Uma pesquisa semelhante foi desenvolvida na cidade de Serrana, no interior de São Paulo, que demonstrou efeitos positivos de uma campanha de vacinação em massa. “Após atingir o percentual de 75% da população vacinada, o município, de 45 mil habitantes, apresentou uma redução significativa na identificação de novos casos de covid-19 e óbitos relacionados à doença.

Por que Paquetá?

Paquetá foi escolhida por ter uma única unidade de saúde que pode monitorar os casos que podem acontecer ao longo do estudo. O cadastro da Saúde da Família de Paquetá é antigo e apurado. “Algumas pessoas mudaram recentemente, não usavam a unidade, mas o bairro tem cadastro antigo e bem estável”, disse o secretário.

Apenas a população residente será vacinada na ação, conforme os cadastros da Estratégia Saúde da Família, sendo vetada a participação de turistas que tenham ido passar o domingo na ilha. O controle rigoroso será feito na entrada das Barcas.

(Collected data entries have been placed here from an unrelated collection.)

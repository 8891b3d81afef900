//! Core kernel for the host agent.
//!
//! The kernel owns the request router and everything it consults: the peer
//! connection cache, the service and manager registries, the central
//! registration state machine and the persisted stores.

pub mod background;
pub mod central;
pub mod config;
pub mod control;
pub mod credentials;
pub mod error;
pub mod install;
pub mod kernel;
pub mod keystore;
pub mod managers;
pub mod platform;
pub mod router;
pub mod rpc;
pub mod services;
pub mod settings;

#[cfg(test)]
mod testing;

pub use kernel::HostKernel;
pub use platform::PlatformAgent;
pub use router::{PlatformRouter, RouteTarget};
//! Peer registry: tracks the identities currently attached to a node.
//!
//! Every inbound connection registers under the identity it presented in
//! its handshake. The node routes calls by looking that identity up here
//! and writing to the peer's outbox.

use crate::message::WireMessage;
use chrono::{DateTime, Utc};
use std::collections::HashMap;
use std::net::SocketAddr;
use std::sync::{Arc, RwLock};
use tokio::sync::mpsc;

/// An entry representing a single attached peer.
#[derive(Debug, Clone)]
pub struct PeerEntry {
    /// Identity announced in the handshake.
    pub identity: String,
    /// Public key announced in the handshake, if any.
    pub public_key: Option<String>,
    /// Socket address of the peer.
    pub address: SocketAddr,
    /// When the peer attached.
    pub connected_at: DateTime<Utc>,
    /// Protocol version negotiated during handshake.
    pub protocol_version: u32,
    /// Topic prefixes the peer subscribed to.
    pub subscriptions: Vec<String>,
    /// Frames queued here are written to the peer's socket.
    pub outbox: mpsc::UnboundedSender<WireMessage>,
}

impl PeerEntry {
    /// Whether any subscription prefix matches `topic`.
    pub fn is_subscribed(&self, topic: &str) -> bool {
        self.subscriptions.iter().any(|p| topic.starts_with(p.as_str()))
    }
}

/// Thread-safe registry of attached peers, keyed by identity.
#[derive(Debug, Clone, Default)]
pub struct PeerRegistry {
    peers: Arc<RwLock<HashMap<String, PeerEntry>>>,
}

impl PeerRegistry {
    /// Create a new empty registry.
    pub fn new() -> Self {
        Self::default()
    }

    /// Register a peer after a successful handshake. Returns `false` and
    /// leaves the registry untouched when the identity is already taken.
    pub fn add_peer(&self, entry: PeerEntry) -> bool {
        let mut peers = self.peers.write().unwrap_or_else(|e| e.into_inner());
        if peers.contains_key(&entry.identity) {
            return false;
        }
        peers.insert(entry.identity.clone(), entry);
        true
    }

    /// Remove a peer entirely.
    pub fn remove_peer(&self, identity: &str) -> Option<PeerEntry> {
        let mut peers = self.peers.write().unwrap_or_else(|e| e.into_inner());
        peers.remove(identity)
    }

    /// Get a snapshot of a specific peer.
    pub fn get_peer(&self, identity: &str) -> Option<PeerEntry> {
        let peers = self.peers.read().unwrap_or_else(|e| e.into_inner());
        peers.get(identity).cloned()
    }

    pub fn contains(&self, identity: &str) -> bool {
        let peers = self.peers.read().unwrap_or_else(|e| e.into_inner());
        peers.contains_key(identity)
    }

    /// Add a topic prefix to a peer's subscriptions.
    pub fn subscribe(&self, identity: &str, prefix: &str) {
        let mut peers = self.peers.write().unwrap_or_else(|e| e.into_inner());
        if let Some(entry) = peers.get_mut(identity) {
            if !entry.subscriptions.iter().any(|p| p == prefix) {
                entry.subscriptions.push(prefix.to_string());
            }
        }
    }

    /// Peers subscribed to `topic`, excluding `except`.
    pub fn subscribers(&self, topic: &str, except: &str) -> Vec<PeerEntry> {
        let peers = self.peers.read().unwrap_or_else(|e| e.into_inner());
        peers
            .values()
            .filter(|p| p.identity != except && p.is_subscribed(topic))
            .cloned()
            .collect()
    }

    /// Identities of all attached peers, sorted.
    pub fn identities(&self) -> Vec<String> {
        let peers = self.peers.read().unwrap_or_else(|e| e.into_inner());
        let mut ids: Vec<String> = peers.keys().cloned().collect();
        ids.sort();
        ids
    }

    /// Number of attached peers.
    pub fn connected_count(&self) -> usize {
        let peers = self.peers.read().unwrap_or_else(|e| e.into_inner());
        peers.len()
    }
}

#[cfg(test)]
mod tests {
    use super::*;

    fn make_entry(identity: &str) -> (PeerEntry, mpsc::UnboundedReceiver<WireMessage>) {
        let (tx, rx) = mpsc::unbounded_channel();
        let entry = PeerEntry {
            identity: identity.to_string(),
            public_key: None,
            address: "127.0.0.1:9000".parse().unwrap(),
            connected_at: Utc::now(),
            protocol_version: 1,
            subscriptions: Vec::new(),
            outbox: tx,
        };
        (entry, rx)
    }

    #[test]
    fn test_add_and_remove_peer() {
        let registry = PeerRegistry::new();
        let (entry, _rx) = make_entry("control");
        assert!(registry.add_peer(entry));
        assert!(registry.contains("control"));
        assert_eq!(registry.connected_count(), 1);

        let removed = registry.remove_peer("control");
        assert!(removed.is_some());
        assert_eq!(registry.connected_count(), 0);
    }

    #[test]
    fn test_duplicate_identity_rejected() {
        let registry = PeerRegistry::new();
        let (first, _rx1) = make_entry("control");
        let (second, _rx2) = make_entry("control");
        assert!(registry.add_peer(first));
        assert!(!registry.add_peer(second));
        assert_eq!(registry.connected_count(), 1);
    }

    #[test]
    fn test_subscribers_match_prefix() {
        let registry = PeerRegistry::new();
        let (a, _rxa) = make_entry("central");
        let (b, _rxb) = make_entry("listener");
        registry.add_peer(a);
        registry.add_peer(b);
        registry.subscribe("central", "platforms/");
        registry.subscribe("central", "platforms/");
        registry.subscribe("listener", "/platform");

        let subs = registry.subscribers("platforms/p1/agents", "");
        assert_eq!(subs.len(), 1);
        assert_eq!(subs[0].identity, "central");
        assert_eq!(subs[0].subscriptions.len(), 1);

        // The publisher itself is excluded.
        assert!(registry.subscribers("platforms/p1/agents", "central").is_empty());
        assert_eq!(registry.identities(), vec!["central", "listener"]);
    }
}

A SMS informou que Paquetá tem uma população de 4.180 moradores, entre eles, 3.530 são maiores de 18 anos cadastrados na Estratégia Saúde da Família. Dados da secretaria indicam que até o dia 31 de maio, foram aplicadas 2.923 doses da vacina contra a covid-19 pelo calendário do município para os grupos prioritários, sendo 1.853 primeiras doses (D1) e 1.070 segundas doses (D2).

Localizada em meio à Baía de Guanabara, a cerca de 15km da estação das barcas na Praça XV, no Centro da cidade, Paquetá tem 1.253 residências e 170,57 hectares, segundo dados do Instituto Pereira Passos (IPP), coletados em 2010. O acesso à ilha é feito somente por barcas. A vacinação neste domingo 20 será acompanhada pelo ministro da Saúde, Marcelo Queiroga; pelo prefeito Eduardo Paes; pelo secretário municipal de Saúde, Daniel Soranz; e pela presidente da Fiocruz, Nisia Trindade.